Each entry below is to be copied verbatim, with no line missing.

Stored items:
........

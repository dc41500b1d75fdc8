use std::collections::HashMap;
use std::sync::Arc;
use std::time::{Duration, Instant};

use axum::extract::{Path, State};
use axum::http::StatusCode;
use axum::response::{IntoResponse, Response};
use axum::routing::{delete, get, post};
use axum::{Json, Router};
use chrono::{DateTime, Utc};
use serde::{Deserialize, Serialize};
use tokio::sync::{Mutex, RwLock};
use tokio::task::JoinHandle;
use tracing::{info, warn};

use advocado_agent::runtime::{AgentAssembly, AgentRuntime, ConversationSession, TurnReply};
use advocado_core::domain::pipe::AgentConfiguration;
use advocado_core::errors::InterfaceError;
use advocado_core::flows::FlowState;

use crate::health;

const MAX_MESSAGE_CHARS: usize = 4_000;

/// A conversation plus the time its last turn finished.
struct LiveSession {
    session: ConversationSession,
    last_active: Instant,
}

type SessionSlot = Arc<Mutex<LiveSession>>;

/// Shared by every request. Sessions are independent; each has its own lock.
#[derive(Clone)]
pub struct AppState {
    runtime: Arc<AgentRuntime>,
    configuration: Arc<AgentConfiguration>,
    sessions: Arc<RwLock<HashMap<String, SessionSlot>>>,
    memory_name: String,
}

impl AppState {
    pub fn new(assembly: AgentAssembly, memory_name: impl Into<String>) -> Self {
        Self {
            runtime: Arc::new(assembly.runtime),
            configuration: assembly.configuration,
            sessions: Arc::new(RwLock::new(HashMap::new())),
            memory_name: memory_name.into(),
        }
    }

    pub fn configuration(&self) -> &AgentConfiguration {
        &self.configuration
    }

    pub fn memory_name(&self) -> &str {
        &self.memory_name
    }

    pub async fn session_count(&self) -> usize {
        self.sessions.read().await.len()
    }

    async fn session(&self, id: &str) -> Option<SessionSlot> {
        self.sessions.read().await.get(id).cloned()
    }

    /// Drops conversations with no turn for at least `idle` as of `now`.
    /// A session whose turn is still running is never dropped.
    pub async fn expire_idle(&self, now: Instant, idle: Duration) -> usize {
        let mut sessions = self.sessions.write().await;
        let before = sessions.len();
        sessions.retain(|id, slot| match slot.try_lock() {
            Ok(live) if now.saturating_duration_since(live.last_active) >= idle => {
                info!(
                    event_name = "server.conversation.expired",
                    session_id = %id,
                    idle_secs = idle.as_secs(),
                    email_sent = live.session.context().email_sent,
                    "idle conversation released"
                );
                false
            }
            _ => true,
        });
        before - sessions.len()
    }
}

/// Periodically releases conversations idle for longer than `idle`.
pub fn spawn_idle_sweep(state: AppState, idle: Duration) -> JoinHandle<()> {
    let period = (idle / 4).max(Duration::from_secs(1));
    tokio::spawn(async move {
        let mut ticks = tokio::time::interval(period);
        loop {
            ticks.tick().await;
            let expired = state.expire_idle(Instant::now(), idle).await;
            if expired > 0 {
                let remaining = state.session_count().await;
                info!(
                    event_name = "server.conversation.sweep",
                    expired,
                    remaining,
                    "idle sweep finished"
                );
            }
        }
    })
}

pub fn router(state: AppState) -> Router {
    Router::new()
        .route("/health", get(health::health))
        .route("/api/v1/conversations", post(create_conversation))
        .route("/api/v1/conversations/{id}", delete(end_conversation))
        .route("/api/v1/conversations/{id}/messages", post(send_message))
        .with_state(state)
}

#[derive(Debug, Serialize, Deserialize)]
pub struct ConversationCreated {
    pub conversation_id: String,
    pub state: FlowState,
    pub pipe: String,
    pub policy_version: String,
    pub started_at: DateTime<Utc>,
}

#[derive(Debug, Deserialize)]
pub struct MessageRequest {
    pub text: String,
}

#[derive(Debug, Serialize)]
struct ErrorBody {
    error: &'static str,
    message: &'static str,
    correlation_id: String,
}

/// Interface errors rendered with their user-safe message only.
pub struct ApiError(pub InterfaceError);

impl IntoResponse for ApiError {
    fn into_response(self) -> Response {
        let (status, error) = match &self.0 {
            InterfaceError::BadRequest { .. } => (StatusCode::BAD_REQUEST, "bad_request"),
            InterfaceError::NotFound { .. } => (StatusCode::NOT_FOUND, "not_found"),
            InterfaceError::ServiceUnavailable { .. } => {
                (StatusCode::SERVICE_UNAVAILABLE, "service_unavailable")
            }
            InterfaceError::Internal { .. } => (StatusCode::INTERNAL_SERVER_ERROR, "internal"),
        };
        let body = ErrorBody {
            error,
            message: self.0.user_message(),
            correlation_id: self.0.correlation_id().to_string(),
        };
        (status, Json(body)).into_response()
    }
}

fn not_found(id: &str) -> ApiError {
    ApiError(InterfaceError::NotFound {
        message: format!("conversation `{id}` does not exist"),
        correlation_id: id.to_string(),
    })
}

async fn create_conversation(State(state): State<AppState>) -> (StatusCode, Json<ConversationCreated>) {
    let session = state.runtime.start_session(Arc::clone(&state.configuration));
    let created = ConversationCreated {
        conversation_id: session.id().to_string(),
        state: session.state().clone(),
        pipe: session.configuration().name.clone(),
        policy_version: session.configuration().policy_version.clone(),
        started_at: session.started_at(),
    };
    let live = LiveSession { session, last_active: Instant::now() };
    state.sessions.write().await.insert(created.conversation_id.clone(), Arc::new(Mutex::new(live)));
    info!(
        event_name = "server.conversation.created",
        session_id = %created.conversation_id,
        "conversation created"
    );
    (StatusCode::CREATED, Json(created))
}

async fn send_message(
    State(state): State<AppState>,
    Path(id): Path<String>,
    Json(request): Json<MessageRequest>,
) -> Result<Json<TurnReply>, ApiError> {
    let text = request.text.trim();
    if text.is_empty() || text.chars().count() > MAX_MESSAGE_CHARS {
        return Err(ApiError(InterfaceError::BadRequest {
            message: format!("message text must be 1..={MAX_MESSAGE_CHARS} characters"),
            correlation_id: id,
        }));
    }

    let session = state.session(&id).await.ok_or_else(|| not_found(&id))?;
    // Held for the whole turn so turns within one conversation never overlap.
    let mut live = session.lock().await;
    let result = state.runtime.handle_turn(&mut live.session, text).await;
    live.last_active = Instant::now();
    match result {
        Ok(reply) => Ok(Json(reply)),
        Err(error) => {
            warn!(
                event_name = "server.conversation.turn_failed",
                session_id = %id,
                error = %error,
                "turn failed"
            );
            Err(ApiError(error.into_interface(id)))
        }
    }
}

async fn end_conversation(State(state): State<AppState>, Path(id): Path<String>) -> Result<StatusCode, ApiError> {
    match state.sessions.write().await.remove(&id) {
        Some(_) => {
            info!(event_name = "server.conversation.ended", session_id = %id, "conversation released");
            Ok(StatusCode::NO_CONTENT)
        }
        None => Err(not_found(&id)),
    }
}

........

▶ Written answer:
repository dc41500b1d75fdc8
use std::collections::HashMap;
use std::sync::Arc;
use std::time::{Duration, Instant};

use axum::extract::{Path, State};
use axum::http::StatusCode;
use axum::response::{IntoResponse, Response};
use axum::routing::{delete, get, post};
use axum::{Json, Router};
use chrono::{DateTime, Utc};
use serde::{Deserialize, Serialize};
use tokio::sync::{Mutex, RwLock};
use tokio::task::JoinHandle;
use tracing::{info, warn};

use advocado_agent::runtime::{AgentAssembly, AgentRuntime, ConversationSession, TurnReply};
use advocado_core::domain::pipe::AgentConfiguration;
use advocado_core::errors::InterfaceError;
use advocado_core::flows::FlowState;

use crate::health;

const MAX_MESSAGE_CHARS: usize = 4_000;

/// A conversation plus the time its last turn finished.
struct LiveSession {
    session: ConversationSession,
    last_active: Instant,
}

type SessionSlot = Arc<Mutex<LiveSession>>;

/// Shared by every request. Sessions are independent; each has its own lock.
#[derive(Clone)]
pub struct AppState {
    runtime: Arc<AgentRuntime>,
    configuration: Arc<AgentConfiguration>,
    sessions: Arc<RwLock<HashMap<String, SessionSlot>>>,
    memory_name: String,
}

impl AppState {
    pub fn new(assembly: AgentAssembly, memory_name: impl Into<String>) -> Self {
        Self {
            runtime: Arc::new(assembly.runtime),
            configuration: assembly.configuration,
            sessions: Arc::new(RwLock::new(HashMap::new())),
            memory_name: memory_name.into(),
        }
    }

    pub fn configuration(&self) -> &AgentConfiguration {
        &self.configuration
    }

    pub fn memory_name(&self) -> &str {
        &self.memory_name
    }

    pub async fn session_count(&self) -> usize {
        self.sessions.read().await.len()
    }

    async fn session(&self, id: &str) -> Option<SessionSlot> {
        self.sessions.read().await.get(id).cloned()
    }

    /// Drops conversations with no turn for at least `idle` as of `now`.
    /// A session whose turn is still running is never dropped.
    pub async fn expire_idle(&self, now: Instant, idle: Duration) -> usize {
        let mut sessions = self.sessions.write().await;
        let before = sessions.len();
        sessions.retain(|id, slot| match slot.try_lock() {
            Ok(live) if now.saturating_duration_since(live.last_active) >= idle => {
                info!(
                    event_name = "server.conversation.expired",
                    session_id = %id,
                    idle_secs = idle.as_secs(),
                    email_sent = live.session.context().email_sent,
                    "idle conversation released"
                );
                false
            }
            _ => true,
        });
        before - sessions.len()
    }
}

/// Periodically releases conversations idle for longer than `idle`.
pub fn spawn_idle_sweep(state: AppState, idle: Duration) -> JoinHandle<()> {
    let period = (idle / 4).max(Duration::from_secs(1));
    tokio::spawn(async move {
        let mut ticks = tokio::time::interval(period);
        loop {
            ticks.tick().await;
            let expired = state.expire_idle(Instant::now(), idle).await;
            if expired > 0 {
                let remaining = state.session_count().await;
                info!(
                    event_name = "server.conversation.sweep",
                    expired,
                    remaining,
                    "idle sweep finished"
                );
            }
        }
    })
}

pub fn router(state: AppState) -> Router {
    Router::new()
        .route("/health", get(health::health))
        .route("/api/v1/conversations", post(create_conversation))
        .route("/api/v1/conversations/{id}", delete(end_conversation))
        .route("/api/v1/conversations/{id}/messages", post(send_message))
        .with_state(state)
}

#[derive(Debug, Serialize, Deserialize)]
pub struct ConversationCreated {
    pub conversation_id: String,
    pub state: FlowState,
    pub pipe: String,
    pub policy_version: String,
    pub started_at: DateTime<Utc>,
}

#[derive(Debug, Deserialize)]
pub struct MessageRequest {
    pub text: String,
}

#[derive(Debug, Serialize)]
struct ErrorBody {
    error: &'static str,
    message: &'static str,
    correlation_id: String,
}

/// Interface errors rendered with their user-safe message only.
pub struct ApiError(pub InterfaceError);

impl IntoResponse for ApiError {
    fn into_response(self) -> Response {
        let (status, error) = match &self.0 {
            InterfaceError::BadRequest { .. } => (StatusCode::BAD_REQUEST, "bad_request"),
            InterfaceError::NotFound { .. } => (StatusCode::NOT_FOUND, "not_found"),
            InterfaceError::ServiceUnavailable { .. } => {
                (StatusCode::SERVICE_UNAVAILABLE, "service_unavailable")
            }
            InterfaceError::Internal { .. } => (StatusCode::INTERNAL_SERVER_ERROR, "internal"),
        };
        let body = ErrorBody {
            error,
            message: self.0.user_message(),
            correlation_id: self.0.correlation_id().to_string(),
        };
        (status, Json(body)).into_response()
    }
}

fn not_found(id: &str) -> ApiError {
    ApiError(InterfaceError::NotFound {
        message: format!("conversation `{id}` does not exist"),
        correlation_id: id.to_string(),
    })
}

async fn create_conversation(State(state): State<AppState>) -> (StatusCode, Json<ConversationCreated>) {
    let session = state.runtime.start_session(Arc::clone(&state.configuration));
    let created = ConversationCreated {
        conversation_id: session.id().to_string(),
        state: session.state().clone(),
        pipe: session.configuration().name.clone(),
        policy_version: session.configuration().policy_version.clone(),
        started_at: session.started_at(),
    };
    let live = LiveSession { session, last_active: Instant::now() };
    state.sessions.write().await.insert(created.conversation_id.clone(), Arc::new(Mutex::new(live)));
    info!(
        event_name = "server.conversation.created",
        session_id = %created.conversation_id,
        "conversation created"
    );
    (StatusCode::CREATED, Json(created))
}

async fn send_message(
    State(state): State<AppState>,
    Path(id): Path<String>,
    Json(request): Json<MessageRequest>,
) -> Result<Json<TurnReply>, ApiError> {
    let text = request.text.trim();
    if text.is_empty() || text.chars().count() > MAX_MESSAGE_CHARS {
        return Err(ApiError(InterfaceError::BadRequest {
            message: format!("message text must be 1..={MAX_MESSAGE_CHARS} characters"),
            correlation_id: id,
        }));
    }

    let session = state.session(&id).await.ok_or_else(|| not_found(&id))?;
    // Held for the whole turn so turns within one conversation never overlap.
    let mut live = session.lock().await;
    let result = state.runtime.handle_turn(&mut live.session, text).await;
    live.last_active = Instant::now();
    match result {
        Ok(reply) => Ok(Json(reply)),
        Err(error) => {
            warn!(
                event_name = "server.conversation.turn_failed",
                session_id = %id,
                error = %error,
                "turn failed"
            );
            Err(ApiError(error.into_interface(id)))
        }
    }
}

async fn end_conversation(State(state): State<AppState>, Path(id): Path<String>) -> Result<StatusCode, ApiError> {
    match state.sessions.write().await.remove(&id) {
        Some(_) => {
            info!(event_name = "server.conversation.ended", session_id = %id, "conversation released");
            Ok(StatusCode::NO_CONTENT)
        }
        None => Err(not_found(&id)),
    }
}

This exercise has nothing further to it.